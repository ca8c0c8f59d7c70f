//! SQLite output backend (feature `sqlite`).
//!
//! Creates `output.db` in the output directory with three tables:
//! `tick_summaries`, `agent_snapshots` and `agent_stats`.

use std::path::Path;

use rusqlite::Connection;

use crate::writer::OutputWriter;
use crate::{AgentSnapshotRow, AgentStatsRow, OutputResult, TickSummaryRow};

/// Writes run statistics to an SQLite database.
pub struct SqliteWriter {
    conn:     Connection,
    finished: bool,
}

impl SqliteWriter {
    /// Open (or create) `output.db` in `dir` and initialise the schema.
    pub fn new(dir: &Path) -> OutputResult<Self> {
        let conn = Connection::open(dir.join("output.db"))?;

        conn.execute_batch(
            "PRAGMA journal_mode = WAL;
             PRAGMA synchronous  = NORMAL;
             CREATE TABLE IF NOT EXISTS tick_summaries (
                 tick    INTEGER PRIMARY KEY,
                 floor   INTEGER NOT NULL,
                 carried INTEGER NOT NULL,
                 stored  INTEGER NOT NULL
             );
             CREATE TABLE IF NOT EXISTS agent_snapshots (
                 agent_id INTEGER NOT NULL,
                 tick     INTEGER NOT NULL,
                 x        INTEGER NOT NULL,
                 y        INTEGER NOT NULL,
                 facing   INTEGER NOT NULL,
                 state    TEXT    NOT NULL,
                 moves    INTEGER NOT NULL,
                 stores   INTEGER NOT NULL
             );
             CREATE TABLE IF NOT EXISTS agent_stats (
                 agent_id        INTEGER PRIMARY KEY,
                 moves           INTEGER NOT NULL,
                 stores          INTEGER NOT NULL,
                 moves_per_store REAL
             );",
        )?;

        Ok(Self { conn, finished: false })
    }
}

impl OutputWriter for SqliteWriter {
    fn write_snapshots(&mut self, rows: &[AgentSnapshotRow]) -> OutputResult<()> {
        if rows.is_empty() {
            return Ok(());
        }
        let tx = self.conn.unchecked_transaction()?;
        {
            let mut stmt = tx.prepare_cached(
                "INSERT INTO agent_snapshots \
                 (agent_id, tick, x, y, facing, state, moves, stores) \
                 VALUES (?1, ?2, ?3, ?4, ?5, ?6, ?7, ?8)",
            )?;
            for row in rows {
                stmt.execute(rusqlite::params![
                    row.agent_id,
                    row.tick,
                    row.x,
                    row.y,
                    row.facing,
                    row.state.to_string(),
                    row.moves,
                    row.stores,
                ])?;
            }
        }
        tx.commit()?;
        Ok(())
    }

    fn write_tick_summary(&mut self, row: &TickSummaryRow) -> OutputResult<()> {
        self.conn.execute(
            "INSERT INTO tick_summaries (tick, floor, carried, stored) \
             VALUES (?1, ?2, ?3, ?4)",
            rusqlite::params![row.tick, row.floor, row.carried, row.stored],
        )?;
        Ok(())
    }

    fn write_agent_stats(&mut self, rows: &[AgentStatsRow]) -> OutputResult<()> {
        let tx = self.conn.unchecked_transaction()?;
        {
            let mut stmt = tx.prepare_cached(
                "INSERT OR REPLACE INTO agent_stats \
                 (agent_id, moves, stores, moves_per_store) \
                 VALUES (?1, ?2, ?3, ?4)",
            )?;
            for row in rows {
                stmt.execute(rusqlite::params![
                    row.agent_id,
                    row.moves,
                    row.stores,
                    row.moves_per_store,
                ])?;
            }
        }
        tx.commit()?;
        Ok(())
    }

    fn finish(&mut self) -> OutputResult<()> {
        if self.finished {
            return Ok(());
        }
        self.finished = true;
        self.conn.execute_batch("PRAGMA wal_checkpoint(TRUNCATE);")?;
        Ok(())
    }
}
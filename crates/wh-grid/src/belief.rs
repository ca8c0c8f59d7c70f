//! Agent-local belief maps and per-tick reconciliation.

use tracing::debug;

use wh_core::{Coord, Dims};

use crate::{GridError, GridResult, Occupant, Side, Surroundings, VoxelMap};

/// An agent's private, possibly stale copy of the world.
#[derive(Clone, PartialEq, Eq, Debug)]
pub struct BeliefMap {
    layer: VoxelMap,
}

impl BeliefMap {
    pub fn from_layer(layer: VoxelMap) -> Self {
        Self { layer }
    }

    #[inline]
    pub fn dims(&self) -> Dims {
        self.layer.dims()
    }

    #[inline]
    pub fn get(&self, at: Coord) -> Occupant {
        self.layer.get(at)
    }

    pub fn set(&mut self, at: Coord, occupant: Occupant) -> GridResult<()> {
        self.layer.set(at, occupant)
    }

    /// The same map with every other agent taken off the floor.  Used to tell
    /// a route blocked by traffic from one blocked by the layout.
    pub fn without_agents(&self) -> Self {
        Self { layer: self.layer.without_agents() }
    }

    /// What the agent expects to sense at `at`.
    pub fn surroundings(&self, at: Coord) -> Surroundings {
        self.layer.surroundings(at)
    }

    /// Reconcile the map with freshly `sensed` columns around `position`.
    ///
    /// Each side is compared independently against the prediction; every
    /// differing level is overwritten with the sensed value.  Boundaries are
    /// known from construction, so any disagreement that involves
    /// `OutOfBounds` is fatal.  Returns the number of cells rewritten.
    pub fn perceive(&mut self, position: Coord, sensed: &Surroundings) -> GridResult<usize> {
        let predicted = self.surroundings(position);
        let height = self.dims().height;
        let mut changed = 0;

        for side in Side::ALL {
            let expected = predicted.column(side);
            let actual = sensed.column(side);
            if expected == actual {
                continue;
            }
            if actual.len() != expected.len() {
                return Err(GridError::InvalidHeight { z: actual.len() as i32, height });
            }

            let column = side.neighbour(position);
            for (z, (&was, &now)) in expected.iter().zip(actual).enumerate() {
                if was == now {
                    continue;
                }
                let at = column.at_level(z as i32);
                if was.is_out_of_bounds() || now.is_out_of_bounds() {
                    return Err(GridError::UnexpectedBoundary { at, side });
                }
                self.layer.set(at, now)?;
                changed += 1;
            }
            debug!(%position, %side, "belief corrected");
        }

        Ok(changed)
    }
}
########################################
> Activity: Pick every line from the listing holding the string "AgentSnapshotRow", and copy it.

> Expected output:
use crate::{AgentSnapshotRow, AgentStatsRow, OutputResult, TickSummaryRow};
    fn write_snapshots(&mut self, rows: &[AgentSnapshotRow]) -> OutputResult<()> {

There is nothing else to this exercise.